Unless you are using any of the ways to travel for free, it can be useful to pay for most of your expenditure in advance using a credit card. Transport, accommodation, tours, entrance fees etc., can often be booked before you leave, meaning you have already paid for most of the trip. This helps with reducing the amount of cash you need to carry, plus how much you need to budget for can then be easier. Depending on your agreement, purchases on a credit card can also be reimbursed for certain issues you may have, so check the terms and conditions.
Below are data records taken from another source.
//! Bit sequences for prefix codes.
//!
//! A [`BitSequence`] is an ordered, growable sequence of [`Bit`]s. Bits are
//! packed MSB-first into bytes: the first bit pushed occupies the most
//! significant bit of byte 0. The final byte is zero-padded; the explicit
//! bit length tells where the sequence really ends.
//!
//! # Text form
//!
//! `Display` renders a sequence as a string of `'0'` ([`Bit::Left`]) and
//! `'1'` ([`Bit::Right`]); `FromStr` parses the same form.
//!
//! ```
//! use wordhuff_core::bits::{Bit, BitSequence};
//!
//! let mut bits = BitSequence::new();
//! bits.push(Bit::Right);
//! bits.push(Bit::Left);
//! bits.push(Bit::Right);
//! assert_eq!(bits.to_string(), "101");
//!
//! let parsed: BitSequence = "101".parse().unwrap();
//! assert_eq!(parsed, bits);
//! ```

use crate::error::{Result, WordHuffError};
use std::fmt;
use std::str::FromStr;

/// One binary symbol of a code: which child to descend into.
#[derive(Debug, Clone, Copy, PartialEq, Eq, Hash, PartialOrd, Ord)]
pub enum Bit {
    /// Descend to the left child (`0`).
    Left,
    /// Descend to the right child (`1`).
    Right,
}

impl Bit {
    /// Character used in the text form.
    pub fn as_char(self) -> char {
        match self {
            Bit::Left => '0',
            Bit::Right => '1',
        }
    }

    /// Parse a single text-form character.
    pub fn from_char(c: char) -> Option<Self> {
        match c {
            '0' => Some(Bit::Left),
            '1' => Some(Bit::Right),
            _ => None,
        }
    }
}

impl From<bool> for Bit {
    fn from(value: bool) -> Self {
        if value { Bit::Right } else { Bit::Left }
    }
}

impl From<Bit> for bool {
    fn from(bit: Bit) -> Self {
        bit == Bit::Right
    }
}

/// A packed, ordered sequence of bits.
#[derive(Debug, Clone, Default, PartialEq, Eq, Hash)]
pub struct BitSequence {
    /// Packed bits, MSB-first. Unused trailing bits are always zero.
    bytes: Vec<u8>,
    /// Number of valid bits.
    len: usize,
}

impl BitSequence {
    /// Create an empty sequence.
    pub fn new() -> Self {
        Self::default()
    }

    /// Create an empty sequence with room for `bits` bits.
    pub fn with_capacity(bits: usize) -> Self {
        Self {
            bytes: Vec::with_capacity(bits.div_ceil(8)),
            len: 0,
        }
    }

    /// Build a sequence from packed bytes and a bit length.
    ///
    /// Fails if `len` needs more bits than `bytes` holds. Padding bits past
    /// `len` are cleared.
    pub fn from_bytes(mut bytes: Vec<u8>, len: usize) -> Result<Self> {
        let needed = len.div_ceil(8);
        if needed > bytes.len() {
            return Err(WordHuffError::invalid_input(format!(
                "bit length {} needs {} bytes, got {}",
                len,
                needed,
                bytes.len()
            )));
        }
        bytes.truncate(needed);
        let tail = len % 8;
        if tail != 0 {
            if let Some(last) = bytes.last_mut() {
                *last &= 0xFFu8 << (8 - tail);
            }
        }
        Ok(Self { bytes, len })
    }

    /// Number of bits.
    pub fn len(&self) -> usize {
        self.len
    }

    /// Whether the sequence holds no bits.
    pub fn is_empty(&self) -> bool {
        self.len == 0
    }

    /// Packed bytes, MSB-first, zero-padded.
    pub fn as_bytes(&self) -> &[u8] {
        &self.bytes
    }

    /// Append one bit.
    #[inline]
    pub fn push(&mut self, bit: Bit) {
        let byte_index = self.len / 8;
        let bit_offset = self.len % 8;

        if byte_index >= self.bytes.len() {
            self.bytes.push(0);
        }
        if bit == Bit::Right {
            self.bytes[byte_index] |= 0x80 >> bit_offset;
        }
        self.len += 1;
    }

    /// Remove and return the last bit.
    pub fn pop(&mut self) -> Option<Bit> {
        if self.len == 0 {
            return None;
        }
        self.len -= 1;
        let byte_index = self.len / 8;
        let mask = 0x80u8 >> (self.len % 8);
        let bit = Bit::from(self.bytes[byte_index] & mask != 0);
        self.bytes[byte_index] &= !mask;
        if self.len % 8 == 0 {
            self.bytes.pop();
        }
        Some(bit)
    }

    /// Append every bit of `other`.
    pub fn extend_from(&mut self, other: &BitSequence) {
        if self.len % 8 == 0 {
            // Byte-aligned: copy whole bytes.
            self.bytes.extend_from_slice(&other.bytes);
            self.len += other.len;
            return;
        }
        self.bytes.reserve(other.bytes.len());
        for bit in other.iter() {
            self.push(bit);
        }
    }

    /// Bit at `index`, or `None` past the end.
    #[inline]
    pub fn get(&self, index: usize) -> Option<Bit> {
        if index >= self.len {
            return None;
        }
        let byte = self.bytes[index / 8];
        Some(Bit::from(byte & (0x80 >> (index % 8)) != 0))
    }

    /// Whether `self` is a prefix of `other`.
    pub fn is_prefix_of(&self, other: &BitSequence) -> bool {
        self.len <= other.len && (0..self.len).all(|i| self.get(i) == other.get(i))
    }

    /// Iterate over the bits in order.
    pub fn iter(&self) -> Iter<'_> {
        Iter {
            bits: self,
            position: 0,
        }
    }
}

/// Iterator over the bits of a [`BitSequence`].
#[derive(Debug, Clone)]
pub struct Iter<'a> {
    bits: &'a BitSequence,
    position: usize,
}

impl Iterator for Iter<'_> {
    type Item = Bit;

    #[inline]
    fn next(&mut self) -> Option<Bit> {
        let bit = self.bits.get(self.position)?;
        self.position += 1;
        Some(bit)
    }

    fn size_hint(&self) -> (usize, Option<usize>) {
        let remaining = self.bits.len - self.position;
        (remaining, Some(remaining))
    }
}

impl ExactSizeIterator for Iter<'_> {}

impl<'a> IntoIterator for &'a BitSequence {
    type Item = Bit;
    type IntoIter = Iter<'a>;

    fn into_iter(self) -> Iter<'a> {
        self.iter()
    }
}

impl FromIterator<Bit> for BitSequence {
    fn from_iter<I: IntoIterator<Item = Bit>>(iter: I) -> Self {
        let iter = iter.into_iter();
        let mut bits = BitSequence::with_capacity(iter.size_hint().0);
        for bit in iter {
            bits.push(bit);
        }
        bits
    }
}

impl Extend<Bit> for BitSequence {
    fn extend<I: IntoIterator<Item = Bit>>(&mut self, iter: I) {
        for bit in iter {
            self.push(bit);
        }
    }
}

impl fmt::Display for BitSequence {
    fn fmt(&self, f: &mut fmt::Formatter<'_>) -> fmt::Result {
        let text: String = self.iter().map(Bit::as_char).collect();
        f.pad(&text)
    }
}

impl FromStr for BitSequence {
    type Err = WordHuffError;

    fn from_str(s: &str) -> Result<Self> {
        let mut bits = BitSequence::with_capacity(s.len());
        for (position, c) in s.chars().enumerate() {
            let bit = Bit::from_char(c).ok_or_else(|| WordHuffError::invalid_bit(position, c))?;
            bits.push(bit);
        }
        Ok(bits)
    }
}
For example, I bank in the UK and the best way to manage my money when travelling around the world for 363 days was by using a credit card that had no transaction fees. I was mainly visiting countries that had lots of working ATMs but if I was heading to one that didn’t have as many available cash machines I would take out extra for that part of the journey. I always kept some British Pound Sterling as an emergency back up, as I knew this would be accepted in the countries I was travelling to. I had two back-up cards in case the main card got lost, stolen or chewed up by the machine plus a physical photocopy stored in a separate place to the cards, a photo of them emailed to myself and insurance.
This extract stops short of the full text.